No Conspiracy, Just no money —

Which consultants built Romney’s “Project Orca?” None of them

Romney staff, volunteers coded key app on the cheap.

Which consultants built Romney's

In the wake of Mitt Romney's Election Day defeat, frustration with the Romney campaign's get-out-the-vote effort led to reports of an IT meltdown. Project Orca, the system the Romney campaign used to connect to an army of volunteer poll-watchers tracking voter turnout, quickly became a target for conspiracy theorists, even leading to accusations of sabotage by contract developers. How could the Romney campaign spend so much on technology consultants and yet see its vaunted app fail when it was needed the most?

The truth, according to sources familiar with the matter, is that the applications powering Orca were developed by an internal "skunkworks," one made up of both campaign staffers and volunteers—not by a big-name consulting firm.

Into the skunkworks

According to Federal Election Commission filings that we examined, the Romney campaign spent over $40 million on technology vendors. Targeted Victory, the firm founded by Romney's Director of Digital Zac Moffatt, was the biggest single beneficiary of that spending, receiving more than $14 million as of the end of October. That money was both payment for its own social media consulting and development work, and for "pass-through" IT spending that went to other contractors such as Rockfish Interactive (the developers of Romney's running mate announcement mobile app).

The investment in Orca, however, was a tiny fraction of the campaign's IT spending. Sources tell us the Romney campaign tried systems similar to Orca during the Republican primaries, but on a much smaller scale. To prepare for the general election, the campaign pulled together a makeshift team of IT people and volunteers, and it was this team that built the full version of the Orca Web app and developed the backend systems to power it.

A number of small consulting companies assisted with implementing Orca after its development—specifically, they helped to support more than 800 volunteers who used the system at Romney's headquarters in Boston Garden on Election Day.

Here's how the system was supposed to work—though it probably wasn't a great idea for Romney's communications director, Gail Gitcho, to tell PBS how amazing Orca was going to be before it had been used. "The Obama campaign likes to brag about their ground operation," Gitcho said, "but it's nothing compared to this."

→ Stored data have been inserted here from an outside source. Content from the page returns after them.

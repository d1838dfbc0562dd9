// Reports module - summaries computed over the full snapshot

pub mod totals;

pub use totals::ValidationTotals;
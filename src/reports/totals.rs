use rust_decimal::prelude::FromPrimitive;
use rust_decimal::Decimal;
use serde::Serialize;
use tracing::{debug, warn};

use crate::models::Dataset;
use crate::utils::{format_decimal, Grouping};

/// Per-period sums of the raw market values and quantities, used to check
/// the snapshot against the source statements.
#[derive(Debug, Clone, PartialEq, Eq, Default, Serialize)]
#[serde(rename_all = "camelCase")]
pub struct ValidationTotals {
    pub market_value_period_a: Decimal,
    pub market_value_period_b: Decimal,
    pub quantity_period_a: Decimal,
    pub quantity_period_b: Decimal,
}

impl ValidationTotals {
    /// Sum over the full dataset; absent values count as zero.
    pub fn from_dataset(dataset: &Dataset) -> Self {
        let mut totals = Self::default();

        for h in dataset.iter() {
            totals.market_value_period_a += to_decimal(h.market_value_period_a, &h.name);
            totals.market_value_period_b += to_decimal(h.market_value_period_b, &h.name);
            totals.quantity_period_a += to_decimal(h.quantity_period_a, &h.name);
            totals.quantity_period_b += to_decimal(h.quantity_period_b, &h.name);
        }

        debug!("Validation totals: {:?}", totals);
        totals
    }

    /// Market value in Indian grouping, at most two decimals
    pub fn display_market_value(value: Decimal) -> String {
        format_decimal(value, 2, Grouping::Indian)
    }

    /// Quantity rounded to a whole number
    pub fn display_quantity(value: Decimal) -> String {
        format_decimal(value, 0, Grouping::Western)
    }
}

fn to_decimal(value: Option<f64>, name: &str) -> Decimal {
    match value {
        None => Decimal::ZERO,
        Some(v) => Decimal::from_f64(v).unwrap_or_else(|| {
            warn!("{}: value {} is not representable, counted as zero", name, v);
            Decimal::ZERO
        }),
    }
}
//! Error handling for Midcap
//!
//! Defines custom error types and establishes a unified Result type
//! using anyhow for context chaining and error propagation.
//!
//! The filter engine itself never fails: unparsable filter text degrades to
//! a plain `false`. Only the host plumbing (loading the snapshot, reading
//! the config file, writing the export) reports errors.

use thiserror::Error;

/// Core error types for the holdings explorer
#[derive(Error, Debug)]
pub enum MidcapError {
    #[error("data error: {0}")]
    DataError(String),

    #[error("config error: {0}")]
    ConfigError(String),

    #[error("export error: {0}")]
    ExportError(String),

    #[error("unknown column: {0}")]
    UnknownColumn(String),

    #[error("unknown preset: {0}")]
    UnknownPreset(String),
}

/// Result type alias for holdings operations
pub type Result<T> = anyhow::Result<T>;

#[cfg(test)]
mod tests {
    use super::*;

    #[test]
    fn test_error_formatting_is_readable() {
        let err = MidcapError::UnknownColumn("mv%".to_string());
        assert_eq!(err.to_string(), "unknown column: mv%");
    }

    #[test]
    fn test_anyhow_context_chains_errors() {
        use anyhow::Context;
        let result: Result<()> =
            Err(anyhow::anyhow!("original error")).context("failed to load holdings");
        match result {
            Err(e) => {
                assert!(e.to_string().contains("failed to load holdings"));
                let debug_msg = format!("{:?}", e);
                assert!(debug_msg.contains("original error"));
            }
            Ok(_) => panic!("expected error"),
        }
    }

    #[test]
    fn test_error_variants() {
        assert!(MidcapError::DataError("x".into())
            .to_string()
            .starts_with("data error"));
        assert!(MidcapError::ConfigError("x".into())
            .to_string()
            .starts_with("config error"));
        assert!(MidcapError::UnknownPreset("x".into())
            .to_string()
            .starts_with("unknown preset"));
    }
}
mod block_cipher;
mod pipeline;

pub(crate) use block_cipher::{decrypt_in_place, BlockCipherError};
pub(crate) use pipeline::payload_read_stream;
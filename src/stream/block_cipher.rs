use aes::Aes256;
use cipher::block_padding::NoPadding;
use cipher::{BlockDecryptMut, KeyIvInit};
use thiserror::Error;

/// AES block size in bytes
pub(crate) const BLOCK_SIZE: usize = 16;

#[derive(Debug, Error)]
pub(crate) enum BlockCipherError {
    #[error("Invalid length for key or IV")]
    InvalidKeyOrIv,
    #[error("Data size {0} not a multiple of block size")]
    InvalidLength(usize),
}

/// Decrypt `data` with AES-256-CBC, overwriting the ciphertext
///
/// The format never pads, so the whole buffer must be whole blocks.
pub(crate) fn decrypt_in_place(data: &mut [u8], key: &[u8], iv: &[u8]) -> Result<(), BlockCipherError> {
    let len = data.len();
    if len % BLOCK_SIZE != 0 {
        return Err(BlockCipherError::InvalidLength(len));
    }
    let cipher = cbc::Decryptor::<Aes256>::new_from_slices(key, iv)
        .map_err(|_| BlockCipherError::InvalidKeyOrIv)?;
    cipher
        .decrypt_padded_mut::<NoPadding>(data)
        .map_err(|_| BlockCipherError::InvalidLength(len))?;
    Ok(())
}
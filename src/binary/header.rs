use super::errors::OpenError as Error;
use super::read::{BinaryReader, Field};
use std::io::Read;

type Result<T> = std::result::Result<T, Error>;

#[derive(Debug, PartialEq, Eq, Clone)]
/// Unencrypted container fields
///
/// These are everything needed to derive the outer key and
/// check the password, apart from the encrypted secrets blob itself.
pub struct ContainerHeader {
    /// Container format version
    pub version: u8,
    /// Salt combined with the password to derive the outer key
    pub salt: Vec<u8>,
    /// IV used with the outer key to decrypt the secrets blob
    pub iv: Vec<u8>,
    /// Salt combined with the payload key to derive the password checksum
    pub secret_salt: Vec<u8>,
}

impl ContainerHeader {
    pub(crate) fn read<R: Read>(reader: &mut BinaryReader<R>, version: u8) -> Result<ContainerHeader> {
        let salt = reader.read_length_prefixed(Field::Salt)?;
        let iv = reader.read_length_prefixed(Field::Iv)?;
        let secret_salt = reader.read_length_prefixed(Field::SecretSalt)?;

        Ok(ContainerHeader {
            version,
            salt,
            iv,
            secret_salt,
        })
    }
}
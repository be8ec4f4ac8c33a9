use super::block_cipher::{self, BlockCipherError};
use std::io::{self, Read};

/// Decrypt and inflate the main payload
///
/// Returns the inflated document. The ciphertext buffer is reused for
/// the decrypted bytes, which still hold zlib data plus block filler.
pub(crate) fn payload_read_stream(
    mut payload: Vec<u8>,
    key: &[u8],
    iv: &[u8],
) -> Result<io::Result<Vec<u8>>, BlockCipherError> {
    block_cipher::decrypt_in_place(&mut payload, key, iv)?;
    tracing::debug!(len = payload.len(), "decrypted payload");
    Ok(inflate(&payload))
}

/// Inflate zlib framed data
///
/// Bytes after the end of the zlib stream are ignored.
pub(crate) fn inflate(compressed: &[u8]) -> io::Result<Vec<u8>> {
    let mut decoder = libflate::zlib::Decoder::new(compressed)?;
    let mut output = Vec::new();
    decoder.read_to_end(&mut output)?;
    Ok(output)
}
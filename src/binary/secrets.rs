use super::errors::OpenError;
use super::read::{BinaryReader, Field};
use zeroize::Zeroizing;

/// Plaintext of the secrets blob
///
/// Holds the real key and IV for the payload, and the checksum proving
/// the outer key (and so the password) was correct.
pub(crate) struct Secrets {
    pub(crate) iv: Zeroizing<Vec<u8>>,
    pub(crate) key: Zeroizing<Vec<u8>>,
    pub(crate) checksum: Vec<u8>,
}

impl Secrets {
    /// Parse a decrypted secrets blob
    ///
    /// Any bytes after the checksum are cipher block filler and ignored.
    pub(crate) fn parse(blob: &[u8]) -> Result<Secrets, OpenError> {
        let mut reader = BinaryReader::new(blob);
        let iv = Zeroizing::new(reader.read_length_prefixed(Field::SecretIv)?);
        let key = Zeroizing::new(reader.read_length_prefixed(Field::SecretKey)?);
        let checksum = reader.read_length_prefixed(Field::Checksum)?;
        Ok(Secrets { iv, key, checksum })
    }
}
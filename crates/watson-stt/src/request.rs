use bytes::Bytes;
use http::Method;
use percent_encoding::{AsciiSet, NON_ALPHANUMERIC, utf8_percent_encode};

/// Everything outside unreserved characters gets escaped, so identifiers
/// containing spaces or slashes cannot break out of their path segment
const PATH_VAR: &AsciiSet = &NON_ALPHANUMERIC
    .remove(b'-')
    .remove(b'_')
    .remove(b'.')
    .remove(b'~');

/// Percent-encode a single path variable before substitution into a URL
/// template
pub(crate) fn encode_path_var(value: &str) -> String {
    utf8_percent_encode(value, PATH_VAR).to_string()
}

/// Query parameters under the omission rule: a value is recorded only when
/// it was explicitly provided, so absent parameters never reach the wire as
/// empty or null. An explicit `false` still serializes.
#[derive(Debug, Default)]
pub(crate) struct Params(Vec<(&'static str, String)>);

impl Params {
    pub fn new() -> Self {
        Self::default()
    }

    /// Record a parameter unconditionally
    pub fn push(&mut self, name: &'static str, value: impl ToString) {
        self.0.push((name, value.to_string()));
    }

    /// Record a parameter only if a value was provided
    pub fn push_opt(&mut self, name: &'static str, value: Option<impl ToString>) {
        if let Some(value) = value {
            self.push(name, value);
        }
    }

    /// Record a list-valued parameter as a single comma-joined value
    /// rather than repeated query keys
    pub fn push_list(&mut self, name: &'static str, values: Option<&[String]>) {
        if let Some(values) = values {
            self.push(name, values.join(","));
        }
    }

    pub fn into_pairs(self) -> Vec<(&'static str, String)> {
        self.0
    }
}

/// Request body variants produced by the client
#[derive(Debug, Clone, PartialEq)]
pub enum RequestBody {
    /// No body
    Empty,
    /// JSON body, sent with `application/json`
    Json(serde_json::Value),
    /// Raw bytes (audio or corpus data); the content type travels in the
    /// header list
    Binary(Bytes),
}

/// One named section of a multipart/form-data body
#[derive(Debug, Clone, PartialEq, Eq)]
pub struct FilePart {
    /// Form field name
    pub name: &'static str,
    /// Filename hint; multipart parts without one omit the attribute
    pub filename: Option<String>,
    /// Content type of this part
    pub content_type: String,
    /// Part payload
    pub data: Bytes,
}

/// A fully specified HTTP request descriptor: everything the transport
/// needs to perform one exchange. The path already contains
/// percent-encoded path variables and the query list has absent entries
/// stripped.
#[derive(Debug, Clone, PartialEq)]
pub struct WireRequest {
    /// HTTP method
    pub method: Method,
    /// Relative URL, path variables already encoded
    pub path: String,
    /// Header overrides (content type, transfer encoding)
    pub headers: Vec<(&'static str, String)>,
    /// Query parameters, absent entries already stripped
    pub query: Vec<(&'static str, String)>,
    /// Request body
    pub body: RequestBody,
    /// Multipart parts, in wire order; empty for non-multipart requests
    pub parts: Vec<FilePart>,
}

impl WireRequest {
    pub fn new(method: Method, path: impl Into<String>) -> Self {
        Self {
            method,
            path: path.into(),
            headers: Vec::new(),
            query: Vec::new(),
            body: RequestBody::Empty,
            parts: Vec::new(),
        }
    }

    #[must_use]
    pub fn header(mut self, name: &'static str, value: impl Into<String>) -> Self {
        self.headers.push((name, value.into()));
        self
    }

    #[must_use]
    pub(crate) fn query(mut self, params: Params) -> Self {
        self.query = params.into_pairs();
        self
    }

    #[must_use]
    pub fn json(mut self, value: serde_json::Value) -> Self {
        self.body = RequestBody::Json(value);
        self
    }

    #[must_use]
    pub fn binary(mut self, data: Bytes) -> Self {
        self.body = RequestBody::Binary(data);
        self
    }

    #[must_use]
    pub fn part(mut self, part: FilePart) -> Self {
        self.parts.push(part);
        self
    }

    /// Look up a query parameter by name
    pub fn query_value(&self, name: &str) -> Option<&str> {
        self.query
            .iter()
            .find(|(key, _)| *key == name)
            .map(|(_, value)| value.as_str())
    }
}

Romney campaign Communications Director Gail Gitcho brags about the power of Orca on PBS NewsHour.

The interface for Orca was a mobile Web application connected to a set of mirrored databases of voter rolls. When a user logged in, the app would load a page with a scrollable list of all the registered voters in the precinct they were assigned to. By swiping a checkbox next to a voter's name, they could record them as having voted; the entry was then transmitted back to Orca's application server. A back-up call response system—similar in nature to the Houdini system used by the Obama campaign in 2008 (a system which also ran into trouble)—provided a way for volunteers to report possible voting irregularities into the system even if their data connectivity failed. Using information gathered through the campaign's digital outreach and pulled from the campaign's voter contact vendor, FLS Connect, the system was supposed to give volunteers in Boston a complete view of Romney supporters in swing states who hadn't yet voted. It would then prompt phone calls asking supporters to vote.

Where were Orca's backend servers located? That remains unclear, though they don't appear to have run in the cloud. Most of the Romney organization's core IT operations, such as desktop support and back-office systems, were outsourced to Best Buy subsidiary MindShift Technologies (a Waltham, Massachusetts managed service provider). But a MindShift spokesperson declined to comment on whether the company's data center was used to support Project Orca, citing a confidentiality agreement with the Romney campaign.

The system had all sorts of problems when it was finally rolled out on the morning of Election Day, but it appears the real issues weren't with the Orca code itself or with its servers. Instead, the problems were in execution. Bandwidth constraints, bad passwords and PINS, and a lag in the operation caused by the surge of initial downloads of data to smartphone browsers all caused widely reported frustrations among volunteers. (Having Comcast suspect the spike in traffic on the lines into the Romney campaign was a denial of service attack didn't help, either.)

Ars was unable to reach Romney campaign Technology Director Kevin Rewkowski or Director of Voter Contact Dan Centinello (Centinello was the political manager of the Orca project) for comment. But there's plenty of reason for them to want to keep a low profile—a website using Centinello's name now accuses him of losing the campaign for Romney with Orca.